EXERCISE BRIEF => Scan the lines below for the string "your" and copy every one that has it.

===== THE RECORDS

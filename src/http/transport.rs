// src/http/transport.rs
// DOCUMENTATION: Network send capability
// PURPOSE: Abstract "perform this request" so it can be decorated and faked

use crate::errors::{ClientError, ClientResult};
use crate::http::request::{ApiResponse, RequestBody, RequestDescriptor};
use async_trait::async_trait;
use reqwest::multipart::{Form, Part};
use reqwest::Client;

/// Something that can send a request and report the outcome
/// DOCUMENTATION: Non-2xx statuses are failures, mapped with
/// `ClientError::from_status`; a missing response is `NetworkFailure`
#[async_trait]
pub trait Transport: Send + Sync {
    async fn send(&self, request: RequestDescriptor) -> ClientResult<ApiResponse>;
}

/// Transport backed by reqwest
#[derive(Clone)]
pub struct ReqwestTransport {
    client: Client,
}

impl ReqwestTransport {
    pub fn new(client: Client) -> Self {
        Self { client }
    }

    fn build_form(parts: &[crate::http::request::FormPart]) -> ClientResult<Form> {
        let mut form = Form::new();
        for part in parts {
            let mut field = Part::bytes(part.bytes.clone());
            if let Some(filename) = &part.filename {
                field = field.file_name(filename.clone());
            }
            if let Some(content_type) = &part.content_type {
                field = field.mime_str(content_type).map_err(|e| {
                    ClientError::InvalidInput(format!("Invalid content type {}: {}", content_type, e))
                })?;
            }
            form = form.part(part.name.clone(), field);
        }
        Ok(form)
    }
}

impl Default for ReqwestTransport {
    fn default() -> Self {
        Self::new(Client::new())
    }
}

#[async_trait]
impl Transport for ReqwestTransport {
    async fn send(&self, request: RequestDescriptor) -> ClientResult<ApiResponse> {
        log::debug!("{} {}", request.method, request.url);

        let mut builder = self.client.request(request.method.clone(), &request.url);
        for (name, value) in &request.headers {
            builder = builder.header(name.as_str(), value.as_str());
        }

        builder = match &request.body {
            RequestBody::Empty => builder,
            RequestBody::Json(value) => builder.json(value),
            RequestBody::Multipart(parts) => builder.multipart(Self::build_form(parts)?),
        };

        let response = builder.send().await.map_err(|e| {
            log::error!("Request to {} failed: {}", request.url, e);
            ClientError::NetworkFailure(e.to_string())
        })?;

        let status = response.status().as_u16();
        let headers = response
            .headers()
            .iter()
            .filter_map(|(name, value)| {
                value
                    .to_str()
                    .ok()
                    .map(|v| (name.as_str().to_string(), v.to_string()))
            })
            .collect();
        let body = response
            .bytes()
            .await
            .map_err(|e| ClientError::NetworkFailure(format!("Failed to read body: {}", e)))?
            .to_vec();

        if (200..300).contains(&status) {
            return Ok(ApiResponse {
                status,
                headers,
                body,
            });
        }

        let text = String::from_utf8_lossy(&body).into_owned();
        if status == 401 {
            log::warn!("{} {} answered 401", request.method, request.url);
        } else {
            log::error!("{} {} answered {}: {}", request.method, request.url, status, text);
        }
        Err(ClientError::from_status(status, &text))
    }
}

==========
===== THE RECORDS

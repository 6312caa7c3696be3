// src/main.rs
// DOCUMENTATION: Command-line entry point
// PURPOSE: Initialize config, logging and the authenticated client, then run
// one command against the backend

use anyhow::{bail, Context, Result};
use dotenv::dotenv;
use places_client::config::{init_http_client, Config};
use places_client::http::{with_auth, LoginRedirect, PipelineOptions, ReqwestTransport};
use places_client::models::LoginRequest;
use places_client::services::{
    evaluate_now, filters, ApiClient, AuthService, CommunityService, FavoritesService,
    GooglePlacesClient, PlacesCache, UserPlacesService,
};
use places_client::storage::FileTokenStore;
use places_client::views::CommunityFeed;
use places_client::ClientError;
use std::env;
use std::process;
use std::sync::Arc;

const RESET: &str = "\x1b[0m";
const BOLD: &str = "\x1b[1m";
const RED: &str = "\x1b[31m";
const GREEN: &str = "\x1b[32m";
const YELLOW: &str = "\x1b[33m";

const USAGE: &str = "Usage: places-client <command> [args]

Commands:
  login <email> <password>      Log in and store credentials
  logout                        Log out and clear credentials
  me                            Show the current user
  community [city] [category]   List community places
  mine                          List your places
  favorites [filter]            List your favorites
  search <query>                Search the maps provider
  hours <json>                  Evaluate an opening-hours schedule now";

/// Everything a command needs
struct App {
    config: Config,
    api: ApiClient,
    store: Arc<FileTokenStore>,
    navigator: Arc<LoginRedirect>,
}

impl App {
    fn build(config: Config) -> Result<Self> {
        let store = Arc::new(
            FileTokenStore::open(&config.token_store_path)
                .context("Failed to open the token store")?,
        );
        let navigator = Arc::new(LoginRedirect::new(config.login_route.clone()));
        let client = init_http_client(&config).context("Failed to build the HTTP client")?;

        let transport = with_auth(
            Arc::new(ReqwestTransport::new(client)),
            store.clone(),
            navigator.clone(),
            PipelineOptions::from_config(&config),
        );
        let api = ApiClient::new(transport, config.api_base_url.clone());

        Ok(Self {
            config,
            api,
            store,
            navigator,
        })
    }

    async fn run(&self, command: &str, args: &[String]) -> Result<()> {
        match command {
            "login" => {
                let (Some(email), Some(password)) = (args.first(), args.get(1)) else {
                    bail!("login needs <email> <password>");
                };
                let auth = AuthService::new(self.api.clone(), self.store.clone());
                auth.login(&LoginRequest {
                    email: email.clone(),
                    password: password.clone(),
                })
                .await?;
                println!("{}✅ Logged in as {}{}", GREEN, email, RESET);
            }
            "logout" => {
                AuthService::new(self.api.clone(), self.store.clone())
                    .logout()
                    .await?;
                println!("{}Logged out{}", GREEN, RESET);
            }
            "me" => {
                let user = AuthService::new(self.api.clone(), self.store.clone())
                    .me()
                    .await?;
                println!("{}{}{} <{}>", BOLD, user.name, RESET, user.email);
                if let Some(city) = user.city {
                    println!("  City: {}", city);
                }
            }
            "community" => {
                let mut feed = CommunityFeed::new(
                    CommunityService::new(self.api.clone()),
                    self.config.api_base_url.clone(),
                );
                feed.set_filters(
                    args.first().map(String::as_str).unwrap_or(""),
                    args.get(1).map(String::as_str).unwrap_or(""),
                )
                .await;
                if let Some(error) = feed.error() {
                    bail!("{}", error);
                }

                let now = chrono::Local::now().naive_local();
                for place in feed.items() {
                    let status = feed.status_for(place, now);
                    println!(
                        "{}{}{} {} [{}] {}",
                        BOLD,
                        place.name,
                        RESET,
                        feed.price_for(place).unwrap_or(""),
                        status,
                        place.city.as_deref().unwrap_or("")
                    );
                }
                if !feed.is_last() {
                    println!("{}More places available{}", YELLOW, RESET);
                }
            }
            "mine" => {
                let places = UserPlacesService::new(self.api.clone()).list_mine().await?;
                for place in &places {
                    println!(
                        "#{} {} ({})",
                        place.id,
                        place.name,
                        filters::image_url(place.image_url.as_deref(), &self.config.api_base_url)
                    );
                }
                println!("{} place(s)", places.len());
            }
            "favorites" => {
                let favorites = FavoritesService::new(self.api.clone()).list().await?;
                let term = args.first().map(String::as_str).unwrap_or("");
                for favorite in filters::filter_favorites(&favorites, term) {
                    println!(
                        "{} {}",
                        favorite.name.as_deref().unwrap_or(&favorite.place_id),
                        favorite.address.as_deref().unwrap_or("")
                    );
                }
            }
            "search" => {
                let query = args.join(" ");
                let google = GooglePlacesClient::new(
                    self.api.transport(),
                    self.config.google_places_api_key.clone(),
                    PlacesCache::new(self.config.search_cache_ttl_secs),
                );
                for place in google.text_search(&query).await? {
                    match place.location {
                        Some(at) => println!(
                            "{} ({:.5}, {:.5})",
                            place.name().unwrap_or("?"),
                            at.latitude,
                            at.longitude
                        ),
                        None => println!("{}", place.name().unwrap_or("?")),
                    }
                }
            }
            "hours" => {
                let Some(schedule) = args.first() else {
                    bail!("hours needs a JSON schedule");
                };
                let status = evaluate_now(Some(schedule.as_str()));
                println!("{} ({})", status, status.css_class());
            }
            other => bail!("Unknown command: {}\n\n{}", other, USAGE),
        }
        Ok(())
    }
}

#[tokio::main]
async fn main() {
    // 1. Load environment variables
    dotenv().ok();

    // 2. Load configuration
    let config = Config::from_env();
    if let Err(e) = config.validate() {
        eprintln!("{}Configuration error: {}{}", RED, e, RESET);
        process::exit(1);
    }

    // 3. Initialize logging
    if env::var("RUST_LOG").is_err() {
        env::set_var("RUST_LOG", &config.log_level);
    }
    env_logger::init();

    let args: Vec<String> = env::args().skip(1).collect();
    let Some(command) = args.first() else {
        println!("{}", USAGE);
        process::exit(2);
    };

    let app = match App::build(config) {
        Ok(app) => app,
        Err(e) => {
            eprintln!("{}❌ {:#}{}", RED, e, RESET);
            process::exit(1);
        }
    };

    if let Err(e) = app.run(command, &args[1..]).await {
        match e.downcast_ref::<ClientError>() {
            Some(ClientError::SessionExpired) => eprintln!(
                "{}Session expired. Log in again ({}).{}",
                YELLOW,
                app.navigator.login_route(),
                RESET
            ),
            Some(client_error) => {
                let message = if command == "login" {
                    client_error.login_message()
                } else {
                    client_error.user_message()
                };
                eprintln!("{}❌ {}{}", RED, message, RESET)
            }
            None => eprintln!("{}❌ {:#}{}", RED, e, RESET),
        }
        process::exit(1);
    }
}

==========

ANSWER AREA =>
  mine                          List your places
  favorites [filter]            List your favorites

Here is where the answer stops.